Kafka can support multi-tenancy, but it often requires additional configuration and management.

Scalability Comparison

Scalability is critical in modern systems.

Kafka
Scaling often requires:
Add Brokers
Rebalance Partitions
Move Data


Pulsar
Storage and brokers scale independently.

Add Brokers
or
Add Storage Nodes

This flexibility simplifies certain scaling scenarios.

Performance Characteristics

Both systems provide excellent performance.

Kafka excels in:

  • High throughput
  • Large-scale streaming
  • Mature ecosystem

Pulsar excels in:

  • Low latency
  • Flexible scaling
  • Multi-tenant deployments

Actual performance depends heavily on workload patterns.

Consumer Models

Consumers read messages from topics.

Kafka

Uses consumer groups.

Example:
Consumer Group
 ├── Consumer 1
 ├── Consumer 2
 └── Consumer 3

Pulsar
Supports multiple subscription modes.

Examples:
Exclusive
Shared
Failover
Key_Shared


This provides additional flexibility.

Message Acknowledgment

Message acknowledgment determines delivery guarantees.

Kafka
Consumers track offsets.

Example:
Offset 100
Offset 101
Offset 102

Pulsar
Uses explicit acknowledgments.

Example:
Message Received
      ↓
Acknowledged

This can simplify some consumer implementations.

Geo-Replication

Many organizations operate across multiple regions.

Kafka

Geo-replication typically requires additional tooling.

Examples:

  • MirrorMaker
  • Cluster linking

Pulsar
Geo-replication is built into the platform.

Example:
US Region
    ↕
Europe Region
    ↕
Asia Region

This is one of Pulsar's strongest enterprise features.

Message Queue Support

Kafka primarily focuses on event streaming.

Pulsar supports both:

  • Event streaming
  • Traditional message queues

Architecture:
Streaming
     +
Queuing


This allows Pulsar to handle a broader range of workloads.

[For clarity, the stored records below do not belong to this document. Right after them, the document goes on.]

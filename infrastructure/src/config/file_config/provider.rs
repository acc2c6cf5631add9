//! Bring-your-own-key provider from TOML (`[provider]` section)

use harness_application::ProviderConfig;
use serde::{Deserialize, Serialize};

/// Model provider passed through to the backend on session creation.
#[derive(Debug, Clone, PartialEq, Serialize, Deserialize)]
pub struct FileProviderConfig {
    /// Provider kind, e.g. `openai`, `azure`, `anthropic`
    #[serde(rename = "type")]
    pub provider_type: String,
    pub base_url: String,
    /// Environment variable holding the API key
    #[serde(default)]
    pub api_key_env: Option<String>,
    /// Direct API key (prefer `api_key_env`)
    #[serde(default)]
    pub api_key: Option<String>,
    #[serde(default)]
    pub wire_api: Option<String>,
}

impl FileProviderConfig {
    /// Resolve the provider, reading the key from `api_key_env` when set.
    pub fn to_provider_config(&self) -> ProviderConfig {
        self.to_provider_config_with(|name| std::env::var(name).ok())
    }

    fn to_provider_config_with(&self, lookup: impl Fn(&str) -> Option<String>) -> ProviderConfig {
        let mut provider = ProviderConfig::new(&self.provider_type, &self.base_url);
        let api_key = self
            .api_key_env
            .as_deref()
            .and_then(&lookup)
            .or_else(|| self.api_key.clone());
        if let Some(key) = api_key {
            provider = provider.with_api_key(key);
        }
        if let Some(wire_api) = &self.wire_api {
            provider = provider.with_wire_api(wire_api);
        }
        provider
    }
}
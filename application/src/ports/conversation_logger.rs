//! Port for structured conversation logging.
//!
//! Defines the [`ConversationLogger`] trait for recording session events
//! (tool calls, tool results, permission decisions, completed turns) to a
//! structured log.
//!
//! This is separate from `tracing`-based operation logs: tracing handles
//! human-readable diagnostic messages, while this port captures what the
//! model saw in a machine-readable format (JSONL). Handler failure detail
//! goes to tracing only, never through this port.

use serde_json::Value;

/// Event type names recorded by the session engine.
pub mod event_types {
    pub const TOOL_CALL: &str = "tool_call";
    pub const TOOL_RESULT: &str = "tool_result";
    pub const PERMISSION_DECISION: &str = "permission_decision";
    pub const TURN_COMPLETE: &str = "turn_complete";
}

/// A structured conversation event for logging.
///
/// Each event has a type string and a JSON payload containing
/// event-specific fields. Implementations add the timestamp.
pub struct ConversationEvent {
    /// Event type identifier (e.g., "tool_call", "permission_decision").
    pub event_type: &'static str,
    /// JSON payload with event-specific data.
    pub payload: Value,
}

impl ConversationEvent {
    pub fn new(event_type: &'static str, payload: Value) -> Self {
        Self {
            event_type,
            payload,
        }
    }
}

/// Port for logging conversation events to a structured log.
///
/// Implementations write each event as a single record (e.g., one JSONL line).
/// The `log` method is synchronous and non-fallible so logging never
/// disrupts a turn; failures are ignored by implementations.
pub trait ConversationLogger: Send + Sync {
    /// Record a conversation event.
    fn log(&self, event: ConversationEvent);
}

/// No-op implementation for tests and when logging is disabled.
pub struct NoConversationLogger;

impl ConversationLogger for NoConversationLogger {
    fn log(&self, _event: ConversationEvent) {}
}
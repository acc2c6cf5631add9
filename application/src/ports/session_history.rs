//! Session history port.
//!
//! The backend is the source of truth for resumable state. After a resume,
//! the engine asks this store for the prior messages of the session and
//! rebuilds its transcript from them.

use crate::error::ConnectionError;
use async_trait::async_trait;
use harness_domain::{Message, SessionId};

/// Port for fetching a session's prior messages.
#[async_trait]
pub trait SessionHistoryStore: Send + Sync {
    /// Ordered message history of `session_id`.
    ///
    /// Returns [`ConnectionError::SessionNotFound`] when the backend has no
    /// such session.
    async fn fetch_history(&self, session_id: &SessionId) -> Result<Vec<Message>, ConnectionError>;
}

Kubernetes and Cloud-Native Deployments

Both technologies support Kubernetes deployments.

Kafka
Widely deployed using:

  • Strimzi
  • Confluent Platform

Pulsar
Designed with cloud-native principles from the beginning.

Benefits include:

  • Container-friendly architecture
  • Independent scaling
  • Flexible deployments

Pulsar is often considered highly suitable for cloud-native environments.

Ecosystem and Community
Kafka

Advantages:

  • Massive adoption
  • Large ecosystem
  • Extensive documentation
  • Broad tool support

Popular integrations:

  • Kafka Connect
  • Kafka Streams
  • Confluent ecosystem

Pulsar
Advantages:

  • Rapidly growing community
  • Cloud-native focus
  • Strong innovation

Kafka currently maintains a larger ecosystem.

Security Features

Both platforms support enterprise-grade security.

Common features include:

  • TLS encryption
  • Authentication
  • Authorization
  • Access control

Example:
Client
   ↓
TLS
   ↓
Cluster


Security capabilities are strong in both solutions.

Operational Complexity
Kafka

Advantages:

  1. Mature operational practices
  2. Large knowledge base

Challenges:

  • Partition management
  • Cluster balancing

Pulsar
Advantages:

  • Flexible architecture

Challenges:

  • More components
  • Additional operational learning

The right choice depends on team expertise.